§ ASSIGNED TASK:
Check each line of the material below for "before" and copy those where it appears.

§ SUPPLIED ENTRIES:
★ ★ ★ ★ ★ ★ ★

//! Workflow operations invoked by the users organization.
//!
//! Every mutation follows guard → read → validate → write: all
//! preconditions are checked against freshly read ledger state before
//! the first write, so a failing operation performs zero writes.

use near_sdk::json_types::U128;

use crate::auth::{require_org, Organization};
use crate::context::OpContext;
use crate::errors::RegnetError;
use crate::events::RegnetEvent;
use crate::models::{
    PropertyAsset, PropertyRegistrationRequest, PropertyStatus, UserAccount,
    UserRegistrationRequest,
};

/// Recognized bank transaction ids and the coin amount each credits.
const RECHARGE_TABLE: [(&str, u128); 3] = [("upg100", 100), ("upg500", 500), ("upg1000", 1000)];

fn recharge_amount(tx_id: &str) -> Option<u128> {
    RECHARGE_TABLE
        .iter()
        .find(|(id, _)| *id == tx_id)
        .map(|(_, amount)| *amount)
}

impl OpContext {
    /// Raises a registration request for a new user. Fails if the user
    /// is already approved or a request is already pending.
    pub fn request_new_user(
        &self,
        name: String,
        email: String,
        phone: String,
        national_id: String,
    ) -> Result<UserRegistrationRequest, RegnetError> {
        require_org(self.caller_org, Organization::Users)?;

        if name.is_empty() || national_id.is_empty() {
            return Err(RegnetError::InvalidInput(
                "Name and national id must be non-empty".into(),
            ));
        }

        let key = UserAccount::make_key(&name, &national_id);
        if self.users.get(key.as_str())?.is_some() {
            return Err(RegnetError::user_already_approved());
        }
        if self.user_requests.get(key.as_str())?.is_some() {
            return Err(RegnetError::user_request_exists());
        }

        let request = UserRegistrationRequest {
            name,
            email,
            phone,
            national_id,
            requested_by: self.caller.clone(),
            created_at: self.now_ms,
        };
        self.user_requests.add(&request)?;

        RegnetEvent::UserRegistrationRequested {
            name: request.name.clone(),
            national_id: request.national_id.clone(),
            requested_by: request.requested_by.clone(),
        }
        .emit();

        Ok(request)
    }

    /// Credits the account with the coin amount mapped to a recognized
    /// bank transaction id.
    pub fn recharge_account(
        &self,
        name: String,
        national_id: String,
        bank_transaction_id: String,
    ) -> Result<UserAccount, RegnetError> {
        require_org(self.caller_org, Organization::Users)?;

        let key = UserAccount::make_key(&name, &national_id);
        let mut account = self
            .users
            .get(key.as_str())?
            .ok_or_else(RegnetError::user_not_found)?;
        let amount = recharge_amount(&bank_transaction_id)
            .ok_or_else(|| RegnetError::unknown_transaction_id(&bank_transaction_id))?;

        account.balance = account
            .balance
            .checked_add(amount)
            .ok_or_else(|| RegnetError::InternalError("Balance overflow".into()))?;
        account.updated_at = self.now_ms;
        self.users.update(&account)?;

        RegnetEvent::AccountRecharged {
            name: account.name.clone(),
            national_id: account.national_id.clone(),
            amount: U128(amount),
            balance: U128(account.balance),
        }
        .emit();

        Ok(account)
    }

    /// Raises a registration request for a property owned by an
    /// approved user. Fails if the property or a request for it
    /// already exists.
    pub fn request_property_registration(
        &self,
        property_id: String,
        price: u128,
        name: String,
        national_id: String,
    ) -> Result<PropertyRegistrationRequest, RegnetError> {
        require_org(self.caller_org, Organization::Users)?;

        if property_id.is_empty() {
            return Err(RegnetError::InvalidInput("Property id must be non-empty".into()));
        }
        if price == 0 {
            return Err(RegnetError::InvalidInput(
                "Price must be a positive number of coins".into(),
            ));
        }

        let owner = UserAccount::make_key(&name, &national_id);
        if self.users.get(owner.as_str())?.is_none() {
            return Err(RegnetError::user_not_found());
        }
        let property_key = PropertyAsset::make_key(&property_id);
        if self.properties.get(&property_key)?.is_some() {
            return Err(RegnetError::property_already_approved());
        }
        if self.property_requests.get(&property_key)?.is_some() {
            return Err(RegnetError::property_request_exists());
        }

        let request = PropertyRegistrationRequest {
            property_id,
            price,
            owner,
            requested_by: self.caller.clone(),
            created_at: self.now_ms,
        };
        self.property_requests.add(&request)?;

        RegnetEvent::PropertyRegistrationRequested {
            property_id: request.property_id.clone(),
            owner: request.owner.clone(),
            requested_by: request.requested_by.clone(),
        }
        .emit();

        Ok(request)
    }

    /// Sets the listing status of a property. Only the owner may
    /// update; repeating the same status only refreshes `updated_at`.
    pub fn update_property_status(
        &self,
        property_id: String,
        name: String,
        national_id: String,
        status: PropertyStatus,
    ) -> Result<PropertyAsset, RegnetError> {
        require_org(self.caller_org, Organization::Users)?;

        let caller_key = UserAccount::make_key(&name, &national_id);
        if self.users.get(caller_key.as_str())?.is_none() {
            return Err(RegnetError::user_not_found());
        }
        let mut property = self
            .properties
            .get(&PropertyAsset::make_key(&property_id))?
            .ok_or_else(RegnetError::property_not_found)?;
        if property.owner != caller_key {
            return Err(RegnetError::only_owner());
        }

        property.status = status;
        property.updated_at = self.now_ms;
        self.properties.update(&property)?;

        RegnetEvent::PropertyStatusUpdated {
            property_id: property.property_id.clone(),
            status: property.status,
        }
        .emit();

        Ok(property)
    }

    /// Transfers a listed property to the buyer against their coin
    /// balance. Reads and validates all three records (seller, buyer,
    /// property) before the first write; the runtime commits the three
    /// writes atomically with the invocation.
    pub fn purchase_property(
        &self,
        property_id: String,
        buyer_name: String,
        buyer_national_id: String,
    ) -> Result<PropertyAsset, RegnetError> {
        require_org(self.caller_org, Organization::Users)?;

        let buyer_key = UserAccount::make_key(&buyer_name, &buyer_national_id);
        let mut buyer = self
            .users
            .get(buyer_key.as_str())?
            .ok_or_else(|| RegnetError::NotFound("Buyer does not exist".into()))?;
        let mut property = self
            .properties
            .get(&PropertyAsset::make_key(&property_id))?
            .ok_or_else(RegnetError::property_not_found)?;
        if property.status != PropertyStatus::OnSale {
            return Err(RegnetError::not_for_sale());
        }
        if property.owner == buyer_key {
            return Err(RegnetError::InvalidInput(
                "Owner cannot purchase their own property".into(),
            ));
        }
        let mut seller = self
            .users
            .get(property.owner.as_str())?
            .ok_or_else(|| RegnetError::NotFound("Seller does not exist".into()))?;
        if buyer.balance < property.price {
            return Err(RegnetError::insufficient_funds(property.price, buyer.balance));
        }

        seller.balance = seller
            .balance
            .checked_add(property.price)
            .ok_or_else(|| RegnetError::InternalError("Balance overflow".into()))?;
        seller.updated_at = self.now_ms;
        // Cannot underflow: checked against the price above.
        buyer.balance -= property.price;
        buyer.updated_at = self.now_ms;
        property.owner = buyer_key;
        property.status = PropertyStatus::Registered;
        property.updated_at = self.now_ms;

        // Write order: seller, buyer, property.
        self.users.update(&seller)?;
        self.users.update(&buyer)?;
        self.properties.update(&property)?;

        RegnetEvent::PropertyPurchased {
            property_id: property.property_id.clone(),
            seller: seller.key(),
            buyer: buyer.key(),
            price: U128(property.price),
        }
        .emit();

        Ok(property)
    }
}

★ ★ ★ ★ ★ ★ ★

§ EXERCISE OUTPUT:
//! preconditions are checked against freshly read ledger state before
    /// property) before the first write; the runtime commits the three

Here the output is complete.